- [Work to complete]:
Write the records out once more, exactly as they are given.

*** Begin section ***

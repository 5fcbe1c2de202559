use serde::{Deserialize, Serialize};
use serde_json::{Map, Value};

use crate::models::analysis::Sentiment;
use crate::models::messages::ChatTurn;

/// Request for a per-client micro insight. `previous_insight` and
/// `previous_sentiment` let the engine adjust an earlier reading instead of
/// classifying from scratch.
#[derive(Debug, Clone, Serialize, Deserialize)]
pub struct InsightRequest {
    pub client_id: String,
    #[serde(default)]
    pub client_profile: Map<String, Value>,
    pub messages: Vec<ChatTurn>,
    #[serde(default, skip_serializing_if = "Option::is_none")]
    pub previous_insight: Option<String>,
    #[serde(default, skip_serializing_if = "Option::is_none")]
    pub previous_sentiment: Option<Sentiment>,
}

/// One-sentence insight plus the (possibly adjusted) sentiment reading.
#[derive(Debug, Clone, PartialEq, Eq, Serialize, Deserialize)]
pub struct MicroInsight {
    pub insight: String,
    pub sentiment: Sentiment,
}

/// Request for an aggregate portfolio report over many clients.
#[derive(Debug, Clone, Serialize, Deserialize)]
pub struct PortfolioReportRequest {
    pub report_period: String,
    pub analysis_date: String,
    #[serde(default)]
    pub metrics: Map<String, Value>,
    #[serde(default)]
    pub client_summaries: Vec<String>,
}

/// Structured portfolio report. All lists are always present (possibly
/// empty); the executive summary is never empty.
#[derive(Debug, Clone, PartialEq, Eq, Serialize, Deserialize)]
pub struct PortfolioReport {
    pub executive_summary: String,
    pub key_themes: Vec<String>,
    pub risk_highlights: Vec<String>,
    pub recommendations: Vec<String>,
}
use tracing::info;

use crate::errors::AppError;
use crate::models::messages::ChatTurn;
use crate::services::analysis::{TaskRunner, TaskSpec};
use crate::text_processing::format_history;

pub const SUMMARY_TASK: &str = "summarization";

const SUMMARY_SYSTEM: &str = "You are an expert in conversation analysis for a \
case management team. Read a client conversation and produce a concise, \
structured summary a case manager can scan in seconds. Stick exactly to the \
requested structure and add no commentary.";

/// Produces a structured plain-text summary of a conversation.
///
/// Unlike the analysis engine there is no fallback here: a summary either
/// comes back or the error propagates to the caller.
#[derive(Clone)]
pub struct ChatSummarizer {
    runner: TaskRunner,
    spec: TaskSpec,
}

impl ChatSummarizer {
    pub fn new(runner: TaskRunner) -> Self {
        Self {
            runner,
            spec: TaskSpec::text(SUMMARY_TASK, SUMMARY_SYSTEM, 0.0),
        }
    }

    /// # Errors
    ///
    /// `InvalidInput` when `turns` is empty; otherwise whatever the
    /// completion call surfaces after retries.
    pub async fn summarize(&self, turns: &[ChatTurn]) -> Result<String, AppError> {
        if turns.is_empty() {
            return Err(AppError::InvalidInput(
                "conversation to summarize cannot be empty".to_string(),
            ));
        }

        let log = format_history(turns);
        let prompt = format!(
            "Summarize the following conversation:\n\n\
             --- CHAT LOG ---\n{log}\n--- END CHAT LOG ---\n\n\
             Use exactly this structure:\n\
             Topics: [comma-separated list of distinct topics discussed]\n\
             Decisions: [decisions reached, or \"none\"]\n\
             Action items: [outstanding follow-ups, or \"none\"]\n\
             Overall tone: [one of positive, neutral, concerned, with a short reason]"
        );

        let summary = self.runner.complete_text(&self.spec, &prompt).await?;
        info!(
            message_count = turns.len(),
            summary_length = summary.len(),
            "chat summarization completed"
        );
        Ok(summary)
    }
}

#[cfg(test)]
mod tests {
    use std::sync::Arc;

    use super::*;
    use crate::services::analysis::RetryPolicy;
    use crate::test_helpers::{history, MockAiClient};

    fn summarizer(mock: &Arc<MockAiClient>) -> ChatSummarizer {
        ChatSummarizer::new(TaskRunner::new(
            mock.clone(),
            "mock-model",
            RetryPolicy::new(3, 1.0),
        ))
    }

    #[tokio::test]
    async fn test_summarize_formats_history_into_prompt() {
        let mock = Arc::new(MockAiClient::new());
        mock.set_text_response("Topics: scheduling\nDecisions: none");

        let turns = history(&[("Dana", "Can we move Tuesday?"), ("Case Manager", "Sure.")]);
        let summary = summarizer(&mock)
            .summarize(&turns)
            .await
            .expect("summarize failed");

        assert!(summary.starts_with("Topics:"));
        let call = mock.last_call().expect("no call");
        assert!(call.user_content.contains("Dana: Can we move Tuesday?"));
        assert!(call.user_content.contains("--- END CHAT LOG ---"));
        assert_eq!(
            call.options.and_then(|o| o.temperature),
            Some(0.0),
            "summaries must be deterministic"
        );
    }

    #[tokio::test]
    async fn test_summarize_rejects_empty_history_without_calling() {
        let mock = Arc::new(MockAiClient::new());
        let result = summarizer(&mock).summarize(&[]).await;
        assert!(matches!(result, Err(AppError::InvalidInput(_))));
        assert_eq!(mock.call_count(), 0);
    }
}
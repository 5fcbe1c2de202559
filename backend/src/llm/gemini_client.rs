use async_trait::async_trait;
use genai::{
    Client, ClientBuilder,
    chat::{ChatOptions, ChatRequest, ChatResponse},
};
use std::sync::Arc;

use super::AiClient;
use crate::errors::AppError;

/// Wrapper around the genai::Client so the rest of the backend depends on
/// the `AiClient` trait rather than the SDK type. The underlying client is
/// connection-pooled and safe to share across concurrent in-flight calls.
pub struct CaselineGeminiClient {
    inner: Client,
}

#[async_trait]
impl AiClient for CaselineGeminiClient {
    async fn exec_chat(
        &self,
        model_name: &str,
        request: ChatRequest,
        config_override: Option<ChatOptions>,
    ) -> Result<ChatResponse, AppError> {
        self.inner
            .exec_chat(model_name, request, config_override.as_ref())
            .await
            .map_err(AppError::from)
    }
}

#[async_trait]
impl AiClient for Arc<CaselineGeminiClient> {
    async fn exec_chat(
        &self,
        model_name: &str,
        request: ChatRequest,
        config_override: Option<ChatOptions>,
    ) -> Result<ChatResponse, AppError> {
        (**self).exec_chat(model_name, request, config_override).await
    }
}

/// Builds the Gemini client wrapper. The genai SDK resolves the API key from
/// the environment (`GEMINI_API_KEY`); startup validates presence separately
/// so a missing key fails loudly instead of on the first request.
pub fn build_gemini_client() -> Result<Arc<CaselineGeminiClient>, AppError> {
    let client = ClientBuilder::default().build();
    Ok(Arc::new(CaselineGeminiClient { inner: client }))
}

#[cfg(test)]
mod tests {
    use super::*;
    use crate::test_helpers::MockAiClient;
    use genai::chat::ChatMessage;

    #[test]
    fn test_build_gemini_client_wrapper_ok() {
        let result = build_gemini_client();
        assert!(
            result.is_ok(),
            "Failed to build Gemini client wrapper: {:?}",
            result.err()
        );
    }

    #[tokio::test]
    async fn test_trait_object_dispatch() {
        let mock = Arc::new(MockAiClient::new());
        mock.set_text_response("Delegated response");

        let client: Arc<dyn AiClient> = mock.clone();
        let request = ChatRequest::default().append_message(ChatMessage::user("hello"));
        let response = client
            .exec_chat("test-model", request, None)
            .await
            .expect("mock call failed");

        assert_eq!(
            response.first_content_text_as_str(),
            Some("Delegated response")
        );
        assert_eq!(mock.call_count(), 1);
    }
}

*** End section ***

- [Output below]:
repository 5fcbe1c2de202559
use serde::{Deserialize, Serialize};
use serde_json::{Map, Value};

use crate::models::analysis::Sentiment;
use crate::models::messages::ChatTurn;

/// Request for a per-client micro insight. `previous_insight` and
/// `previous_sentiment` let the engine adjust an earlier reading instead of
/// classifying from scratch.
#[derive(Debug, Clone, Serialize, Deserialize)]
pub struct InsightRequest {
    pub client_id: String,
    #[serde(default)]
    pub client_profile: Map<String, Value>,
    pub messages: Vec<ChatTurn>,
    #[serde(default, skip_serializing_if = "Option::is_none")]
    pub previous_insight: Option<String>,
    #[serde(default, skip_serializing_if = "Option::is_none")]
    pub previous_sentiment: Option<Sentiment>,
}

/// One-sentence insight plus the (possibly adjusted) sentiment reading.
#[derive(Debug, Clone, PartialEq, Eq, Serialize, Deserialize)]
pub struct MicroInsight {
    pub insight: String,
    pub sentiment: Sentiment,
}

/// Request for an aggregate portfolio report over many clients.
#[derive(Debug, Clone, Serialize, Deserialize)]
pub struct PortfolioReportRequest {
    pub report_period: String,
    pub analysis_date: String,
    #[serde(default)]
    pub metrics: Map<String, Value>,
    #[serde(default)]
    pub client_summaries: Vec<String>,
}

/// Structured portfolio report. All lists are always present (possibly
/// empty); the executive summary is never empty.
#[derive(Debug, Clone, PartialEq, Eq, Serialize, Deserialize)]
pub struct PortfolioReport {
    pub executive_summary: String,
    pub key_themes: Vec<String>,
    pub risk_highlights: Vec<String>,
    pub recommendations: Vec<String>,
}
use tracing::info;

use crate::errors::AppError;
use crate::models::messages::ChatTurn;
use crate::services::analysis::{TaskRunner, TaskSpec};
use crate::text_processing::format_history;

pub const SUMMARY_TASK: &str = "summarization";

const SUMMARY_SYSTEM: &str = "You are an expert in conversation analysis for a \
case management team. Read a client conversation and produce a concise, \
structured summary a case manager can scan in seconds. Stick exactly to the \
requested structure and add no commentary.";

/// Produces a structured plain-text summary of a conversation.
///
/// Unlike the analysis engine there is no fallback here: a summary either
/// comes back or the error propagates to the caller.
#[derive(Clone)]
pub struct ChatSummarizer {
    runner: TaskRunner,
    spec: TaskSpec,
}

impl ChatSummarizer {
    pub fn new(runner: TaskRunner) -> Self {
        Self {
            runner,
            spec: TaskSpec::text(SUMMARY_TASK, SUMMARY_SYSTEM, 0.0),
        }
    }

    /// # Errors
    ///
    /// `InvalidInput` when `turns` is empty; otherwise whatever the
    /// completion call surfaces after retries.
    pub async fn summarize(&self, turns: &[ChatTurn]) -> Result<String, AppError> {
        if turns.is_empty() {
            return Err(AppError::InvalidInput(
                "conversation to summarize cannot be empty".to_string(),
            ));
        }

        let log = format_history(turns);
        let prompt = format!(
            "Summarize the following conversation:\n\n\
             --- CHAT LOG ---\n{log}\n--- END CHAT LOG ---\n\n\
             Use exactly this structure:\n\
             Topics: [comma-separated list of distinct topics discussed]\n\
             Decisions: [decisions reached, or \"none\"]\n\
             Action items: [outstanding follow-ups, or \"none\"]\n\
             Overall tone: [one of positive, neutral, concerned, with a short reason]"
        );

        let summary = self.runner.complete_text(&self.spec, &prompt).await?;
        info!(
            message_count = turns.len(),
            summary_length = summary.len(),
            "chat summarization completed"
        );
        Ok(summary)
    }
}

#[cfg(test)]
mod tests {
    use std::sync::Arc;

    use super::*;
    use crate::services::analysis::RetryPolicy;
    use crate::test_helpers::{history, MockAiClient};

    fn summarizer(mock: &Arc<MockAiClient>) -> ChatSummarizer {
        ChatSummarizer::new(TaskRunner::new(
            mock.clone(),
            "mock-model",
            RetryPolicy::new(3, 1.0),
        ))
    }

    #[tokio::test]
    async fn test_summarize_formats_history_into_prompt() {
        let mock = Arc::new(MockAiClient::new());
        mock.set_text_response("Topics: scheduling\nDecisions: none");

        let turns = history(&[("Dana", "Can we move Tuesday?"), ("Case Manager", "Sure.")]);
        let summary = summarizer(&mock)
            .summarize(&turns)
            .await
            .expect("summarize failed");

        assert!(summary.starts_with("Topics:"));
        let call = mock.last_call().expect("no call");
        assert!(call.user_content.contains("Dana: Can we move Tuesday?"));
        assert!(call.user_content.contains("--- END CHAT LOG ---"));
        assert_eq!(
            call.options.and_then(|o| o.temperature),
            Some(0.0),
            "summaries must be deterministic"
        );
    }

    #[tokio::test]
    async fn test_summarize_rejects_empty_history_without_calling() {
        let mock = Arc::new(MockAiClient::new());
        let result = summarizer(&mock).summarize(&[]).await;
        assert!(matches!(result, Err(AppError::InvalidInput(_))));
        assert_eq!(mock.call_count(), 0);
    }
}
repository 5fcbe1c2de202559
filename backend/src/llm/gemini_client.rs
use async_trait::async_trait;
use genai::{
    Client, ClientBuilder,
    chat::{ChatOptions, ChatRequest, ChatResponse},
};
use std::sync::Arc;

use super::AiClient;
use crate::errors::AppError;

/// Wrapper around the genai::Client so the rest of the backend depends on
/// the `AiClient` trait rather than the SDK type. The underlying client is
/// connection-pooled and safe to share across concurrent in-flight calls.
pub struct CaselineGeminiClient {
    inner: Client,
}

#[async_trait]
impl AiClient for CaselineGeminiClient {
    async fn exec_chat(
        &self,
        model_name: &str,
        request: ChatRequest,
        config_override: Option<ChatOptions>,
    ) -> Result<ChatResponse, AppError> {
        self.inner
            .exec_chat(model_name, request, config_override.as_ref())
            .await
            .map_err(AppError::from)
    }
}

#[async_trait]
impl AiClient for Arc<CaselineGeminiClient> {
    async fn exec_chat(
        &self,
        model_name: &str,
        request: ChatRequest,
        config_override: Option<ChatOptions>,
    ) -> Result<ChatResponse, AppError> {
        (**self).exec_chat(model_name, request, config_override).await
    }
}

/// Builds the Gemini client wrapper. The genai SDK resolves the API key from
/// the environment (`GEMINI_API_KEY`); startup validates presence separately
/// so a missing key fails loudly instead of on the first request.
pub fn build_gemini_client() -> Result<Arc<CaselineGeminiClient>, AppError> {
    let client = ClientBuilder::default().build();
    Ok(Arc::new(CaselineGeminiClient { inner: client }))
}

#[cfg(test)]
mod tests {
    use super::*;
    use crate::test_helpers::MockAiClient;
    use genai::chat::ChatMessage;

    #[test]
    fn test_build_gemini_client_wrapper_ok() {
        let result = build_gemini_client();
        assert!(
            result.is_ok(),
            "Failed to build Gemini client wrapper: {:?}",
            result.err()
        );
    }

    #[tokio::test]
    async fn test_trait_object_dispatch() {
        let mock = Arc::new(MockAiClient::new());
        mock.set_text_response("Delegated response");

        let client: Arc<dyn AiClient> = mock.clone();
        let request = ChatRequest::default().append_message(ChatMessage::user("hello"));
        let response = client
            .exec_chat("test-model", request, None)
            .await
            .expect("mock call failed");

        assert_eq!(
            response.first_content_text_as_str(),
            Some("Delegated response")
        );
        assert_eq!(mock.call_count(), 1);
    }
}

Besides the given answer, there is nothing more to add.